▶ _GIVEN RECORDS_:
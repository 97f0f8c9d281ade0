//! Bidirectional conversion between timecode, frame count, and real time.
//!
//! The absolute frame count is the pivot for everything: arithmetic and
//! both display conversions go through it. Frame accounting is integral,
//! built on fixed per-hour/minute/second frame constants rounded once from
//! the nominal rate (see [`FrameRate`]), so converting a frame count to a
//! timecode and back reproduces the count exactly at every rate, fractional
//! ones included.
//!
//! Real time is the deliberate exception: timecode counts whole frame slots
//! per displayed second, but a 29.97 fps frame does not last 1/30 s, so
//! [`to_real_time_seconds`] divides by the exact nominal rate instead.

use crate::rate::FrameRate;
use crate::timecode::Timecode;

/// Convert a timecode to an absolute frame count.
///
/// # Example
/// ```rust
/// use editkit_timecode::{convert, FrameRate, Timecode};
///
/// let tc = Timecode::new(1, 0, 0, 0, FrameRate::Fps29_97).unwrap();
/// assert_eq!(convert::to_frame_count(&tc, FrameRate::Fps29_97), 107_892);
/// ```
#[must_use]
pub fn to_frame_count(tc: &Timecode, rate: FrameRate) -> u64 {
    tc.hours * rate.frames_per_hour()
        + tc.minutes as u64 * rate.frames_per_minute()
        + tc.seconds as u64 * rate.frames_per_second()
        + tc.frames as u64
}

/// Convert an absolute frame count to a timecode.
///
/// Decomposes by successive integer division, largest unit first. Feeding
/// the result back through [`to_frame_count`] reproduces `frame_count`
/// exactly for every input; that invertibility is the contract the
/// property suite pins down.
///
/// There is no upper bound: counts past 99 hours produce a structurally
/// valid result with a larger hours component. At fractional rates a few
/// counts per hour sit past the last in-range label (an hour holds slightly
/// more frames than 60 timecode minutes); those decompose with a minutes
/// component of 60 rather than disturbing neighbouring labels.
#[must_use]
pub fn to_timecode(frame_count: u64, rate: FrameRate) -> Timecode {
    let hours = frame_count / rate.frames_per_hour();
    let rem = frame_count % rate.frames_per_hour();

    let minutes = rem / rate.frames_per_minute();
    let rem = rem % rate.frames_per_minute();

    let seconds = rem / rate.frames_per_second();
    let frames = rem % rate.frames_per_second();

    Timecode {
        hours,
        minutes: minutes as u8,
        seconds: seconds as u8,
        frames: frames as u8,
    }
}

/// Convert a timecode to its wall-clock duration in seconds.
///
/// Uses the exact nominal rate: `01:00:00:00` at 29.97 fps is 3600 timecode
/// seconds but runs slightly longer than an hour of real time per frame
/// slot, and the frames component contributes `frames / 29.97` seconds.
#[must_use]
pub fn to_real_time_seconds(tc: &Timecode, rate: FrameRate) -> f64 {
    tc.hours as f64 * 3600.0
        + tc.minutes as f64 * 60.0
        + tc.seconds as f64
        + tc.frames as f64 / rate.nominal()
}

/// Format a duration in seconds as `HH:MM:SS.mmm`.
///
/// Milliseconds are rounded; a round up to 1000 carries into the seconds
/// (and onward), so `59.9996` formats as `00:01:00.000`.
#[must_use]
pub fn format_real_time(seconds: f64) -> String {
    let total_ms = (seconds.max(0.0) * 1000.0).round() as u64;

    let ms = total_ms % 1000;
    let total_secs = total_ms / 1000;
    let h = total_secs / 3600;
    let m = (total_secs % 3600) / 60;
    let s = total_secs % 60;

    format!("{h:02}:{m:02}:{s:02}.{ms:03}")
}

---

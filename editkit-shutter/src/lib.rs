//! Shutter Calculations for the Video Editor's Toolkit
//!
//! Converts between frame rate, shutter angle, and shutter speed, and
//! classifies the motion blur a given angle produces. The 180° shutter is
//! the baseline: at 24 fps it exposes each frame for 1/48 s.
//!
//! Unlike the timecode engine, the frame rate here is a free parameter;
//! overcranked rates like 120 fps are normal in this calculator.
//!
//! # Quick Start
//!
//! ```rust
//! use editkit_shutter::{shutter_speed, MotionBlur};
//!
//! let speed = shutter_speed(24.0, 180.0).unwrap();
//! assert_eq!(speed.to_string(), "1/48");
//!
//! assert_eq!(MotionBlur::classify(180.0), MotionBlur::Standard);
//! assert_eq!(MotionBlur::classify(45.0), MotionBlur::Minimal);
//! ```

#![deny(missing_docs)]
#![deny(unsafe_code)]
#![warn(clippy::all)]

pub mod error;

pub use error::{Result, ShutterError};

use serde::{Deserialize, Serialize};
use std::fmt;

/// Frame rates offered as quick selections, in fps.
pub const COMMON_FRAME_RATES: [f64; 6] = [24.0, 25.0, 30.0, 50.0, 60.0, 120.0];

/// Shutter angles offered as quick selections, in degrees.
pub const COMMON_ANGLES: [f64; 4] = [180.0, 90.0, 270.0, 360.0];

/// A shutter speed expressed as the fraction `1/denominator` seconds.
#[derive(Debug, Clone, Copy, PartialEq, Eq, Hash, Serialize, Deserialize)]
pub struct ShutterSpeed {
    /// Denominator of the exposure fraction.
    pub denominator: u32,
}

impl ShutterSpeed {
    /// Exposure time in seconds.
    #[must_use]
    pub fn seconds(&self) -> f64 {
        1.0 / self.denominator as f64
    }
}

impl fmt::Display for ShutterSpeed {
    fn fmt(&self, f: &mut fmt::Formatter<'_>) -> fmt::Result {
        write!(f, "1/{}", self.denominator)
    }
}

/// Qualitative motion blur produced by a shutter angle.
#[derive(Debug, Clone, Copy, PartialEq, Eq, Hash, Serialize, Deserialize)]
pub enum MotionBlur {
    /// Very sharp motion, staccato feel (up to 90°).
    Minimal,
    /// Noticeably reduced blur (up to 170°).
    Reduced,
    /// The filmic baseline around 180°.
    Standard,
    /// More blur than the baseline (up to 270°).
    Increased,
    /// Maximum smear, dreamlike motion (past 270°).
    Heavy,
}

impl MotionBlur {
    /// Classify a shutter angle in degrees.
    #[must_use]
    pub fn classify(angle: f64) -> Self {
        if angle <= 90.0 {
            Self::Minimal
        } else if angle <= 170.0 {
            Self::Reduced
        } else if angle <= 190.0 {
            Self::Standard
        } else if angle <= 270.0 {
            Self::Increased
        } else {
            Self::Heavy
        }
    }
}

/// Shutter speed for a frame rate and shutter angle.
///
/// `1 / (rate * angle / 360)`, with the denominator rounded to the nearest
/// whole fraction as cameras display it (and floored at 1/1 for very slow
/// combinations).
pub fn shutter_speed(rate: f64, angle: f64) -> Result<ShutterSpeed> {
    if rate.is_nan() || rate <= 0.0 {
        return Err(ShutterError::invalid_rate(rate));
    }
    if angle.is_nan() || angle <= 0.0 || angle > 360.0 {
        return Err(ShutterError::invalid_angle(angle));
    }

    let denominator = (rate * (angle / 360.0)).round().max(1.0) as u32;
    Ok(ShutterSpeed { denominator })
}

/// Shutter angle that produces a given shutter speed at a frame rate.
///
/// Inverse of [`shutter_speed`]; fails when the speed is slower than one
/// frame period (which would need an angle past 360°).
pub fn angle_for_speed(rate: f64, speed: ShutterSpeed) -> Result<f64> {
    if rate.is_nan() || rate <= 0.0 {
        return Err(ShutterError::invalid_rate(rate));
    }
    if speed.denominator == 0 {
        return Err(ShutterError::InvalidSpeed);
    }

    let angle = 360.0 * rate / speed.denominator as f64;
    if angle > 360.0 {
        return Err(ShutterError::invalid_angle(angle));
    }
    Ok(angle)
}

▶ _TASK BRIEF_: All that belongs in the answer is the run of lines above from the line containing "repository 97f0f8c9d281ade0" through the line containing "whole frame slots", exactly as written.

▶ _RESULT OF THE TASK_:
repository 97f0f8c9d281ade0
//! Bidirectional conversion between timecode, frame count, and real time.
//!
//! The absolute frame count is the pivot for everything: arithmetic and
//! both display conversions go through it. Frame accounting is integral,
//! built on fixed per-hour/minute/second frame constants rounded once from
//! the nominal rate (see [`FrameRate`]), so converting a frame count to a
//! timecode and back reproduces the count exactly at every rate, fractional
//! ones included.
//!
//! Real time is the deliberate exception: timecode counts whole frame slots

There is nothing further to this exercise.